I happened to stumble into health care as a first job. It was a research project at the University of Illinois, and it was working with incredibly marginalized and vulnerable populations on the south and west sides of Chicago in the late ’90s in the height of the AIDS/HIV epidemic in the city of Chicago in African-American communities.
I think in a very real way… it helped me understand that access to health care and access to medications really can be a matter of life and death for really young people in these communities.
What brought you to Lone Star Circle of Care?
I got to meet the administration at the time, and I was completely taken by what LSCC was trying to do and accomplish.
Everything that was interesting about Lone Star and what got me here was the health care reform initiatives that it was pursuing. I felt like this was a moment in health care that I didn’t want to pass me by.
They sent me an offer, I accepted, and I think less than two months later I was moving down here.
I’ve always been a believer in you can’t necessarily create the opportunities, but you can be ready for them when they come and you shouldn’t be afraid even if you never considered doing something. I think the fun parts of life are not knowing and going on the adventure.
What made you take the leap and become the interim CEO during that time?
I had had enough experience with Federally Qualified Health Centers, so I had the opportunity to see a lot of financial models of community health centers. And what I was confident about this community health center is that it had the size, the geographic reach and it had enough volume that I believed the core model was incredibly sound. … But it had just had a huge layer of frosting laid over it that was very expensive frosting.
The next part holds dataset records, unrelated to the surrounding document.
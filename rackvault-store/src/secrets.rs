//! Secret records: per-payload ciphertext attached to infrastructure objects.

use rackvault_crypto::EncryptedData;
use rusqlite::{params, OptionalExtension, Row};

use crate::error::{StoreError, StoreResult};
use crate::{lock_conn, now_millis, parse_uuid, SecretId, SharedConn};

/// One protected payload and its association metadata.
///
/// `payload` carries ciphertext and nonce together; a record never holds one
/// without the other, and never holds plaintext.
#[derive(Clone, Debug)]
pub struct SecretRecord {
    pub id: SecretId,
    pub device: String,
    pub role: String,
    pub name: String,
    pub payload: Option<EncryptedData>,
    pub created_at: i64,
    pub modified_at: i64,
}

type RawRow = (String, String, String, String, Option<Vec<u8>>, i64, i64);

fn read_row(row: &Row<'_>) -> rusqlite::Result<RawRow> {
    Ok((
        row.get(0)?,
        row.get(1)?,
        row.get(2)?,
        row.get(3)?,
        row.get(4)?,
        row.get(5)?,
        row.get(6)?,
    ))
}

fn into_record(raw: RawRow) -> StoreResult<SecretRecord> {
    let (raw_id, device, role, name, payload_json, created_at, modified_at) = raw;
    let payload: Option<EncryptedData> = match payload_json {
        Some(bytes) => Some(serde_json::from_slice(&bytes)?),
        None => None,
    };
    Ok(SecretRecord {
        id: SecretId(parse_uuid(&raw_id)?),
        device,
        role,
        name,
        payload,
        created_at,
        modified_at,
    })
}

/// CRUD for `secrets` rows.
#[derive(Clone)]
pub struct SecretStore {
    conn: SharedConn,
}

impl SecretStore {
    pub(crate) fn new(conn: SharedConn) -> Self {
        Self { conn }
    }

    /// Upserts a secret, preserving `created_at` on overwrite.
    pub fn upsert(&self, record: &SecretRecord) -> StoreResult<()> {
        let payload_json = match &record.payload {
            Some(payload) => Some(serde_json::to_vec(payload)?),
            None => None,
        };
        let now = now_millis();

        let conn = lock_conn(&self.conn)?;
        conn.execute(
            "INSERT OR REPLACE INTO secrets (id, device, role, name, payload, created_at, modified_at)
             VALUES (?, ?, ?, ?, ?,
                     COALESCE((SELECT created_at FROM secrets WHERE id = ?), ?), ?)",
            params![
                record.id.to_string(),
                record.device,
                record.role,
                record.name,
                payload_json,
                record.id.to_string(),
                now,
                now
            ],
        )?;
        Ok(())
    }

    /// Fetches one secret.
    pub fn get(&self, id: SecretId) -> StoreResult<SecretRecord> {
        let conn = lock_conn(&self.conn)?;
        let raw = conn
            .query_row(
                "SELECT id, device, role, name, payload, created_at, modified_at
                 FROM secrets WHERE id = ?",
                params![id.to_string()],
                read_row,
            )
            .optional()?
            .ok_or_else(|| StoreError::NotFound(format!("secret {id}")))?;
        into_record(raw)
    }

    /// Lists secrets attached to a device, ordered by name.
    pub fn list_for_device(&self, device: &str) -> StoreResult<Vec<SecretRecord>> {
        self.list_where("device = ?", device)
    }

    /// Lists secrets with a given role, ordered by name.
    pub fn list_for_role(&self, role: &str) -> StoreResult<Vec<SecretRecord>> {
        self.list_where("role = ?", role)
    }

    fn list_where(&self, predicate: &str, value: &str) -> StoreResult<Vec<SecretRecord>> {
        let conn = lock_conn(&self.conn)?;
        let mut stmt = conn.prepare(&format!(
            "SELECT id, device, role, name, payload, created_at, modified_at
             FROM secrets WHERE {predicate} ORDER BY name"
        ))?;
        let rows = stmt.query_map(params![value], read_row)?;

        let mut records = Vec::new();
        for raw in rows {
            records.push(into_record(raw?)?);
        }
        Ok(records)
    }

    /// Deletes a secret.
    pub fn delete(&self, id: SecretId) -> StoreResult<()> {
        let conn = lock_conn(&self.conn)?;
        let affected = conn.execute("DELETE FROM secrets WHERE id = ?", params![id.to_string()])?;
        if affected == 0 {
            return Err(StoreError::NotFound(format!("secret {id}")));
        }
        Ok(())
    }
}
So I felt like from a business standpoint if you could remove the frosting that the core model would perform.
The question then became can the organization withstand the hits that it was going to need to [endure] in terms of the restructuring, [such as] the reductions in force, the consolidation of space and the just general upheaval that comes with uncertainty. Fortunately, I had had two years here and I knew the people who worked for Lone Star Circle of Care, and I believed that they believed that this organization needed to exist and had a meaningful mission.
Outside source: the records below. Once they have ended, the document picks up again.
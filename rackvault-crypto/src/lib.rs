//! Key hierarchy primitives for Rackvault.
//!
//! Provides the three-tier key model protecting every secret payload:
//! - Argon2id for key derivation from user passphrases
//! - X25519 sealed envelopes for wrapping the master key per user
//! - ChaCha20-Poly1305 for authenticated payload encryption
//!
//! # Architecture
//!
//! 1. **User keypair**: each user holds an X25519 keypair. The private key
//!    is stored only encrypted under a key derived from the user's
//!    passphrase.
//!
//! 2. **Master key**: one random 256-bit symmetric key per deployment. It is
//!    never persisted in plaintext — only sealed to each activated user's
//!    public key, or re-encrypted under a short-lived session secret.
//!
//! 3. **Secret payloads**: encrypted with the master key and a fresh random
//!    nonce per write.
//!
//! This crate holds no state and performs no I/O; callers persist the
//! wrapped artifacts and zeroization happens on drop.

mod cipher;
mod error;
mod key;
mod keypair;

pub use cipher::{decrypt, encrypt, EncryptedData, NONCE_SIZE, TAG_SIZE};
pub use error::{CryptoError, CryptoResult};
pub use key::{
    derive_key, DerivedKey, KdfParams, MasterKey, Salt, SessionSecret, KEY_SIZE, SALT_SIZE,
};
pub use keypair::{
    open_master_key, protect_private_key, recover_private_key, seal_master_key,
    PassphraseProtectedKey, UserKeyPair, WrappedMasterKey,
};

// Downstream crates address keys through these types.
pub use crypto_box::{PublicKey, SecretKey};
pub use zeroize::Zeroizing;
I believed enough of them would stay with the organization that we would withstand the hit.
The third thing … at that time and still, tens of thousands of people who rely on this organization for their health care wouldn’t have anywhere to go. There was no clear indication of any other organization that could step in and assume the mission.
I didn’t have any way of knowing that we would be successful, but I knew that if nobody was willing to step forward that there was no chance. Knowing that, I just decided it’s worth fighting for, and it’s worth trying.
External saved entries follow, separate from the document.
//! User key records: keypair material plus the per-user wrapped master key.

use rackvault_crypto::{PassphraseProtectedKey, WrappedMasterKey};
use rusqlite::{params, OptionalExtension};

use crate::error::{StoreError, StoreResult};
use crate::{lock_conn, now_millis, parse_uuid, SharedConn, UserId};

/// One user's key record.
///
/// `wrapped_master_key` is populated only once an administrator has
/// activated the key; its presence is the definition of "active".
#[derive(Clone, Debug)]
pub struct UserKeyRecord {
    pub user_id: UserId,
    pub public_key: [u8; 32],
    pub private_key_protected: PassphraseProtectedKey,
    pub wrapped_master_key: Option<WrappedMasterKey>,
    pub created_at: i64,
    pub modified_at: i64,
}

impl UserKeyRecord {
    /// Whether this key can currently recover the master key.
    pub fn is_active(&self) -> bool {
        self.wrapped_master_key.is_some()
    }
}

/// CRUD for `user_keys` rows.
#[derive(Clone)]
pub struct UserKeyStore {
    conn: SharedConn,
}

impl UserKeyStore {
    pub(crate) fn new(conn: SharedConn) -> Self {
        Self { conn }
    }

    /// Inserts a new user key. Fails if the user already has one.
    pub fn insert(
        &self,
        user_id: UserId,
        public_key: [u8; 32],
        private_key_protected: &PassphraseProtectedKey,
    ) -> StoreResult<()> {
        let protected_json = serde_json::to_vec(private_key_protected)?;
        let now = now_millis();

        let conn = lock_conn(&self.conn)?;
        conn.execute(
            "INSERT INTO user_keys
                (user_id, public_key, private_key_protected, wrapped_master_key, created_at, modified_at)
             VALUES (?, ?, ?, NULL, ?, ?)",
            params![user_id.to_string(), public_key.to_vec(), protected_json, now, now],
        )?;
        Ok(())
    }

    /// Fetches a user's key record.
    pub fn get(&self, user_id: UserId) -> StoreResult<UserKeyRecord> {
        let conn = lock_conn(&self.conn)?;
        let row = conn
            .query_row(
                "SELECT user_id, public_key, private_key_protected, wrapped_master_key,
                        created_at, modified_at
                 FROM user_keys WHERE user_id = ?",
                params![user_id.to_string()],
                |row| {
                    Ok((
                        row.get::<_, String>(0)?,
                        row.get::<_, Vec<u8>>(1)?,
                        row.get::<_, Vec<u8>>(2)?,
                        row.get::<_, Option<Vec<u8>>>(3)?,
                        row.get::<_, i64>(4)?,
                        row.get::<_, i64>(5)?,
                    ))
                },
            )
            .optional()?
            .ok_or_else(|| StoreError::NotFound(format!("user key for {user_id}")))?;

        let (raw_id, pk_bytes, protected_json, wrapped_json, created_at, modified_at) = row;

        let public_key: [u8; 32] = pk_bytes
            .try_into()
            .map_err(|_| StoreError::Storage("corrupt public key length".to_string()))?;
        let private_key_protected: PassphraseProtectedKey =
            serde_json::from_slice(&protected_json)?;
        let wrapped_master_key: Option<WrappedMasterKey> = match wrapped_json {
            Some(bytes) => Some(serde_json::from_slice(&bytes)?),
            None => None,
        };

        Ok(UserKeyRecord {
            user_id: UserId(parse_uuid(&raw_id)?),
            public_key,
            private_key_protected,
            wrapped_master_key,
            created_at,
            modified_at,
        })
    }

    /// Stores a wrapped master key, activating the user.
    pub fn set_wrapped_master_key(
        &self,
        user_id: UserId,
        wrapped: &WrappedMasterKey,
    ) -> StoreResult<()> {
        let wrapped_json = serde_json::to_vec(wrapped)?;
        let conn = lock_conn(&self.conn)?;
        let affected = conn.execute(
            "UPDATE user_keys SET wrapped_master_key = ?, modified_at = ? WHERE user_id = ?",
            params![wrapped_json, now_millis(), user_id.to_string()],
        )?;
        if affected == 0 {
            return Err(StoreError::NotFound(format!("user key for {user_id}")));
        }
        Ok(())
    }

    /// Clears the wrapped master key, deactivating the user.
    pub fn clear_wrapped_master_key(&self, user_id: UserId) -> StoreResult<()> {
        let conn = lock_conn(&self.conn)?;
        let affected = conn.execute(
            "UPDATE user_keys SET wrapped_master_key = NULL, modified_at = ? WHERE user_id = ?",
            params![now_millis(), user_id.to_string()],
        )?;
        if affected == 0 {
            return Err(StoreError::NotFound(format!("user key for {user_id}")));
        }
        Ok(())
    }

    /// Replaces the passphrase-protected private key (passphrase change).
    pub fn set_private_key_protected(
        &self,
        user_id: UserId,
        protected: &PassphraseProtectedKey,
    ) -> StoreResult<()> {
        let protected_json = serde_json::to_vec(protected)?;
        let conn = lock_conn(&self.conn)?;
        let affected = conn.execute(
            "UPDATE user_keys SET private_key_protected = ?, modified_at = ? WHERE user_id = ?",
            params![protected_json, now_millis(), user_id.to_string()],
        )?;
        if affected == 0 {
            return Err(StoreError::NotFound(format!("user key for {user_id}")));
        }
        Ok(())
    }

    /// Whether any user key currently holds a wrapped master key.
    pub fn any_active(&self) -> StoreResult<bool> {
        let conn = lock_conn(&self.conn)?;
        let count: i64 = conn.query_row(
            "SELECT COUNT(*) FROM user_keys WHERE wrapped_master_key IS NOT NULL",
            [],
            |row| row.get(0),
        )?;
        Ok(count > 0)
    }

    /// Deletes a user's key record.
    pub fn delete(&self, user_id: UserId) -> StoreResult<()> {
        let conn = lock_conn(&self.conn)?;
        let affected = conn.execute(
            "DELETE FROM user_keys WHERE user_id = ?",
            params![user_id.to_string()],
        )?;
        if affected == 0 {
            return Err(StoreError::NotFound(format!("user key for {user_id}")));
        }
        Ok(())
    }
}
Why is having LSCC in the community important?
As it stands in the U.S. health care system at this time [the only place] where somebody without health insurance can receive care is a Federally Qualified Health Center or an emergency department.
[It’s] not the emergency department’s job to ensure that a patient is healthy. That leaves Federally Qualified Health Centers as the only place that folks without insurance can go and receive care. I think one of the great misnomers is that if you don’t have insurance then you don’t have a job, but the reality is there are—especially depending on the way the economy is structured—any number of folks [without insurance], particularly if an economy is small-business-driven.
Health care is incredibly expensive … especially for catastrophic care or hospital care. It’s not something at the end of the day that the average American can afford. In a broad sense I think that’s why FQHCs are an important component of any community and any health care system.